APA joined the Consortium for Citizens with Disabilities and other leading organizations in the education and health care communities in submitting comments (PDF, 262KB) to the Department of Education’s Request for Information Regarding the Nondiscriminatory Administration of School Discipline (PDF, 483KB). Specifically, the comments cite the disproportionate use of punitive discipline on students of color and students with disabilities and call on the department to issue new guidance that supports the needs of diverse students in equitable ways.
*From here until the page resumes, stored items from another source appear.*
//! HTTP routing and OpenAPI documentation configuration.
//!
//! Page routes render HTML through the page controllers. API routes are registered with their
//! utoipa specifications and documented with Swagger UI at `/api/docs`.

use axum::{routing::get, Router};
use utoipa::OpenApi;
use utoipa_axum::{router::OpenApiRouter, routes};
use utoipa_swagger_ui::SwaggerUi;

use crate::{
    model::page::LOGIN_ROUTE,
    server::{controller, model::app::AppState, service::page::AppPage},
};

/// Builds the application's HTTP router.
///
/// # Registered Endpoints
/// - `GET /client-info` - Client information form (session required)
/// - `GET /upload` - Document upload form (session required)
/// - `GET /reports` - Report generator
/// - `GET /tax-calculator-demo` - Tax calculator demo
/// - `GET /login` - Sign-in page
/// - `GET /api/auth/user` - Get current user information
/// - `GET /api/auth/logout` - Logout current user
///
/// Unmatched paths render the not found page with a 404 status.
///
/// # Returns
/// An Axum `Router<AppState>`, the session layer is applied by the caller.
pub fn routes() -> Router<AppState> {
    #[derive(OpenApi)]
    #[openapi(info(title = "Taxdesk", description = "Taxdesk API"), tags(
        (name = controller::auth::AUTH_TAG, description = "Authentication API routes"),
    ))]
    struct ApiDoc;

    let (routes, api) = OpenApiRouter::with_openapi(ApiDoc::openapi())
        .routes(routes!(controller::auth::get_user))
        .routes(routes!(controller::auth::logout))
        .split_for_parts();

    let pages = Router::new()
        .route(AppPage::ClientInfo.path(), get(controller::page::client_info))
        .route(AppPage::Upload.path(), get(controller::page::upload))
        .route(AppPage::Reports.path(), get(controller::page::reports))
        .route(
            AppPage::TaxCalculatorDemo.path(),
            get(controller::page::tax_calculator_demo),
        )
        .route(LOGIN_ROUTE, get(controller::page::login));

    routes
        .merge(pages)
        .merge(SwaggerUi::new("/api/docs").url("/api/docs/openapi.json", api))
        .fallback(controller::page::not_found)
}
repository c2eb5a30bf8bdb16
use serde::{Deserialize, Serialize};

#[derive(Clone, Debug, PartialEq, Serialize, Deserialize, utoipa::ToSchema)]
pub struct UserDto {
    pub id: String,
    pub email: String,
    pub name: Option<String>,
}
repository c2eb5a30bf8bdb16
use serde::{Deserialize, Serialize};

/// The response when an error occurs with an API request
#[derive(Serialize, Deserialize, utoipa::ToSchema)]
pub struct ErrorDto {
    /// The error message
    pub error: String,
}
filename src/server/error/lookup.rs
//! Errors raised by single-record user lookups.

use axum::response::{IntoResponse, Response};
use sea_orm::DbErr;
use thiserror::Error;

use crate::server::error::internal_server_error_response;

/// A single-record user lookup failed in the store.
///
/// Distinct from a lookup that found nothing, which is reported as `Ok(None)`.
#[derive(Error, Debug)]
pub enum LookupError {
    /// Lookup by email address failed.
    #[error("Failed to look up user by email")]
    UserByEmail(#[source] DbErr),
    /// Lookup by user id failed.
    #[error("Failed to look up user by id")]
    UserById(#[source] DbErr),
}

impl LookupError {
    /// Name of the lookup operation that failed.
    pub fn operation(&self) -> &'static str {
        match self {
            Self::UserByEmail(_) => "get_user_by_email",
            Self::UserById(_) => "get_user_by_id",
        }
    }

    /// The underlying store error.
    pub fn db_err(&self) -> &DbErr {
        match self {
            Self::UserByEmail(err) | Self::UserById(err) => err,
        }
    }
}

/// 500 without logging: the failure already went through the service's `LookupLogger`.
impl IntoResponse for LookupError {
    fn into_response(self) -> Response {
        internal_server_error_response()
    }
}
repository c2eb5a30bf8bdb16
//! Server-rendered page components.
//!
//! Pages are Dioxus components rendered to HTML on the server with `dioxus-ssr`. The server
//! decides which [`PageBody`](crate::model::page::PageBody) to render and [`app`] turns it into
//! a full HTML document.

pub mod app;
pub mod components;

pub use app::{render_document, AppShell};
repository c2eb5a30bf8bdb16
use dioxus::prelude::*;

/// Intake form collecting the client's contact and filing details.
#[component]
pub fn ClientInfoForm() -> Element {
    rsx!(
        form {
            class: "card shadow-sm p-6 flex flex-col gap-4",
            "data-component": "ClientInfoForm",
            fieldset { class: "fieldset",
                label { class: "label", r#for: "client-name", "Full name" }
                input { class: "input w-full", id: "client-name", name: "name", r#type: "text", required: true }
            }
            fieldset { class: "fieldset",
                label { class: "label", r#for: "client-email", "Email" }
                input { class: "input w-full", id: "client-email", name: "email", r#type: "email", required: true }
            }
            fieldset { class: "fieldset",
                label { class: "label", r#for: "client-tax-id", "Tax ID" }
                input { class: "input w-full", id: "client-tax-id", name: "tax_id", r#type: "text" }
            }
            fieldset { class: "fieldset",
                label { class: "label", r#for: "client-filing-status", "Filing status" }
                select { class: "select w-full", id: "client-filing-status", name: "filing_status",
                    option { value: "single", "Single" }
                    option { value: "married_joint", "Married filing jointly" }
                    option { value: "married_separate", "Married filing separately" }
                    option { value: "head_of_household", "Head of household" }
                }
            }
            button { class: "btn btn-primary", r#type: "submit", "Save client information" }
        }
    )
}
use dioxus::prelude::*;

#[component]
pub fn LoginPrompt(login_url: String) -> Element {
    rsx!(
        div {
            class: "card shadow-sm p-6 flex flex-col items-center gap-4",
            "data-component": "LoginPrompt",
            p { "You need to sign in to view this page." }
            a { href: "{login_url}",
                button { class: "btn btn-primary w-42", "Sign in" }
            }
        }
    )
}
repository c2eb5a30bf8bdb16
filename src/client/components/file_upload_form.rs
use dioxus::prelude::*;

#[component]
pub fn FileUploadForm() -> Element {
    rsx!(
        form {
            class: "card shadow-sm p-6 flex flex-col gap-4",
            enctype: "multipart/form-data",
            "data-component": "FileUploadForm",
            p { "Upload W-2s, 1099s, receipts, and any other documents for this tax year." }
            input {
                class: "file-input w-full",
                name: "documents",
                r#type: "file",
                accept: ".pdf,.png,.jpg,.jpeg,.csv",
                multiple: true,
            }
            button { class: "btn btn-primary", r#type: "submit", "Upload documents" }
        }
    )
}
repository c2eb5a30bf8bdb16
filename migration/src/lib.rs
pub use sea_orm_migration::prelude::*;

mod m20251101_000001_create_taxdesk_user_table;

pub struct Migrator;

#[async_trait::async_trait]
impl MigratorTrait for Migrator {
    fn migrations() -> Vec<Box<dyn MigrationTrait>> {
        vec![Box::new(m20251101_000001_create_taxdesk_user_table::Migration)]
    }
}
//! Page composition types.
//!
//! A page request resolves to a [`PageView`]: either a redirect, or a [`PageBody`] holding one
//! heading and exactly one [`PageContent`] component. The server decides which view applies and
//! the client renderer turns a body into HTML.

/// Route unauthenticated visitors are sent to from gated pages.
pub const LOGIN_ROUTE: &str = "/login";

/// Analysis the reports page configures its report generator with.
pub const REPORT_ANALYSIS_ID: &str = "A-1234";

/// The single content component placed in a page body.
#[derive(Clone, Debug, PartialEq, Eq)]
pub enum PageContent {
    /// Client information intake form.
    ClientInfoForm,
    /// Document upload form.
    FileUploadForm,
    /// Report generator bound to an analysis.
    ReportGenerator { analysis_id: String },
    /// Self-contained tax calculator demo.
    TaxCalculatorDemoExperience,
    /// Sign-in prompt pointing at the identity provider.
    LoginPrompt { login_url: String },
    /// Message shown for unknown paths.
    NotFound,
}

impl PageContent {
    /// Component name emitted in the rendered markup as `data-component`.
    pub fn component_name(&self) -> &'static str {
        match self {
            Self::ClientInfoForm => "ClientInfoForm",
            Self::FileUploadForm => "FileUploadForm",
            Self::ReportGenerator { .. } => "ReportGenerator",
            Self::TaxCalculatorDemoExperience => "TaxCalculatorDemoExperience",
            Self::LoginPrompt { .. } => "LoginPrompt",
            Self::NotFound => "NotFound",
        }
    }
}

#[derive(Clone, Debug, PartialEq, Eq)]
pub struct PageBody {
    /// Document title, suffixed with the application name when rendered.
    pub title: &'static str,
    pub heading: &'static str,
    pub content: PageContent,
}

#[derive(Clone, Debug, PartialEq, Eq)]
pub enum PageView {
    /// Stop rendering and send the browser to the given path.
    Redirect(&'static str),
    Render(PageBody),
}

impl PageView {
    /// Returns the rendered body, or `None` for redirects.
    pub fn body(&self) -> Option<&PageBody> {
        match self {
            Self::Redirect(_) => None,
            Self::Render(body) => Some(body),
        }
    }
}
//! Data access for `taxdesk_user` records.

use sea_orm::{ColumnTrait, ConnectionTrait, DbErr, EntityTrait, QueryFilter};

use crate::server::model::db::UserModel;

/// Queries against the `taxdesk_user` table.
pub struct UserRepository<'a, C: ConnectionTrait> {
    db: &'a C,
}

impl<'a, C: ConnectionTrait> UserRepository<'a, C> {
    /// Creates a new instance of [`UserRepository`]
    pub fn new(db: &'a C) -> Self {
        Self { db }
    }

    /// Finds the user with the provided primary key
    pub async fn find_by_id(&self, user_id: &str) -> Result<Option<UserModel>, DbErr> {
        entity::prelude::TaxdeskUser::find_by_id(user_id.to_string())
            .one(self.db)
            .await
    }

    /// Finds the user with the provided email
    ///
    /// Email is unique so at most one record matches.
    pub async fn find_by_email(&self, email: &str) -> Result<Option<UserModel>, DbErr> {
        entity::prelude::TaxdeskUser::find()
            .filter(entity::taxdesk_user::Column::Email.eq(email))
            .one(self.db)
            .await
    }
}
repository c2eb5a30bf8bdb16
use thiserror::Error;

#[derive(Error, Debug)]
pub enum TestError {
    #[error(transparent)]
    DbErr(#[from] sea_orm::DbErr),
    #[error(transparent)]
    SessionError(#[from] tower_sessions::session::Error),
    #[error(transparent)]
    JsonError(#[from] serde_json::Error),
}
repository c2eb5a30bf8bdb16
//! Errors raised while reading the portal's environment configuration.

use axum::response::{IntoResponse, Response};
use thiserror::Error;

use crate::server::error::InternalServerError;

/// The portal cannot start with the environment it was given.
#[derive(Error, Debug)]
pub enum ConfigError {
    /// A required variable is unset.
    #[error("Taxdesk requires the {0} environment variable to be set")]
    MissingEnvVar(String),
    /// A variable is set but cannot be used.
    #[error("{var} is set to {value:?}, which is not usable: {reason}")]
    InvalidEnvValue {
        /// Name of the offending variable.
        var: String,
        /// Value as read from the environment.
        value: String,
        /// Why the value was rejected.
        reason: String,
    },
}

impl ConfigError {
    pub(crate) fn invalid(var: &str, value: &str, reason: impl ToString) -> Self {
        Self::InvalidEnvValue {
            var: var.to_string(),
            value: value.to_string(),
            reason: reason.to_string(),
        }
    }
}

impl IntoResponse for ConfigError {
    fn into_response(self) -> Response {
        InternalServerError(self).into_response()
    }
}
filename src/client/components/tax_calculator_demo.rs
use dioxus::prelude::*;

/// Example brackets shown in the demo table as (rate, upper bound of the bracket).
const DEMO_BRACKETS: [(&str, &str); 4] = [
    ("10%", "$11,600"),
    ("12%", "$47,150"),
    ("22%", "$100,525"),
    ("24%", "$191,950"),
];

#[component]
pub fn TaxCalculatorDemoExperience() -> Element {
    rsx!(
        section {
            class: "card shadow-sm p-6 flex flex-col gap-4",
            "data-component": "TaxCalculatorDemoExperience",
            p { "Try the calculator with sample figures. Nothing you enter here is saved." }
            fieldset { class: "fieldset",
                label { class: "label", r#for: "demo-income", "Annual income" }
                input { class: "input w-full", id: "demo-income", name: "income", r#type: "number", min: "0" }
            }
            table { class: "table table-md",
                thead {
                    tr {
                        th { "Rate" }
                        th { "Income up to" }
                    }
                }
                tbody {
                    {DEMO_BRACKETS.iter().map(|(rate, bound)| rsx! {
                        tr {
                            td { "{rate}" }
                            td { "{bound}" }
                        }
                    })}
                }
            }
        }
    )
}
//! Shared helpers for driving the router in HTTP-level tests.

use axum::{
    body::{to_bytes, Body},
    http::{header, Request, Response},
    Router,
};
use taxdesk::server::{
    model::{
        app::AppState,
        session::user::{SessionUserId, SESSION_USER_ID_KEY},
    },
    router::routes,
};
use taxdesk_test_utils::{TestError, TestSetup};
use tower::ServiceExt;
use tower_sessions::SessionManagerLayer;

pub static TEST_LOGIN_URL: &str = "https://id.example.com/sign-in";

/// Build the application router over the test database and session store.
pub fn app(test: &TestSetup) -> Router {
    routes()
        .with_state(AppState {
            db: test.state.db.clone(),
            login_url: TEST_LOGIN_URL.to_string(),
        })
        .layer(SessionManagerLayer::new(test.store.clone()))
}

/// Store a signed-in session for `user_id` and return its cookie header value.
pub async fn signed_in_cookie(test: &TestSetup, user_id: &str) -> Result<String, TestError> {
    let id = test
        .persisted_session(SESSION_USER_ID_KEY, SessionUserId(user_id.to_string()))
        .await?;

    Ok(format!("id={}", id))
}

/// Send a GET request for `uri`, with the session cookie when provided.
pub async fn get(test: &TestSetup, uri: &str, cookie: Option<&str>) -> Response<Body> {
    let mut request = Request::builder().uri(uri);
    if let Some(cookie) = cookie {
        request = request.header(header::COOKIE, cookie);
    }

    app(test)
        .oneshot(request.body(Body::empty()).expect("valid request"))
        .await
        .expect("router is infallible")
}

pub async fn body_text(response: Response<Body>) -> String {
    let bytes = to_bytes(response.into_body(), usize::MAX)
        .await
        .expect("readable body");

    String::from_utf8(bytes.to_vec()).expect("utf-8 body")
}
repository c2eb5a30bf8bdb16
use dioxus_logger::tracing::{self, Level};
use taxdesk::server::{config::Config, startup};

#[tokio::main]
async fn main() {
    dioxus_logger::init(Level::INFO).expect("failed to initialize logger");
    dotenvy::dotenv().ok();

    let config = match Config::from_env() {
        Ok(config) => config,
        Err(e) => {
            eprintln!("Configuration error: {}", e);
            std::process::exit(1);
        }
    };

    if let Err(e) = startup::serve(config).await {
        tracing::error!("Server error: {}", e);
        std::process::exit(1);
    }
}
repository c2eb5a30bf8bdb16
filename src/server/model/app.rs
//! Shared state handed to every Axum handler.

use sea_orm::DatabaseConnection;

/// Application state shared by all routes.
#[derive(Clone)]
pub struct AppState {
    /// Connection to the user store.
    pub db: DatabaseConnection,
    /// Identity provider sign-in URL rendered on the login page.
    pub login_url: String,
}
The comments are reflective of psychological science and align with many of APA’s PreK–12 Advocacy Priorities (PDF, 149KB). This includes highlighting the need to:
- Break the school-to-prison pipeline by eradicating exclusionary discipline practices, such as suspension, expulsion, seclusion, and restraint, and underscore the impacts on both mental health and academic achievement of such practices.
- Eliminate corporal punishment, including by passing the APA-endorsed Protecting Our Students in Schools Act (H.R. 3836/S. 2029), which would ban corporal punishment in any school receiving federal funding.
- Incorporate Multi-tier System of Supports, Positive Behavioral Interventions and Supports, social and emotional learning, and restorative justice practices into school and classroom environments.
- Train teachers in social and emotional learning, creating positive school climates, evidence-based trauma-informed teaching strategies, de-escalation techniques, and conflict resolution.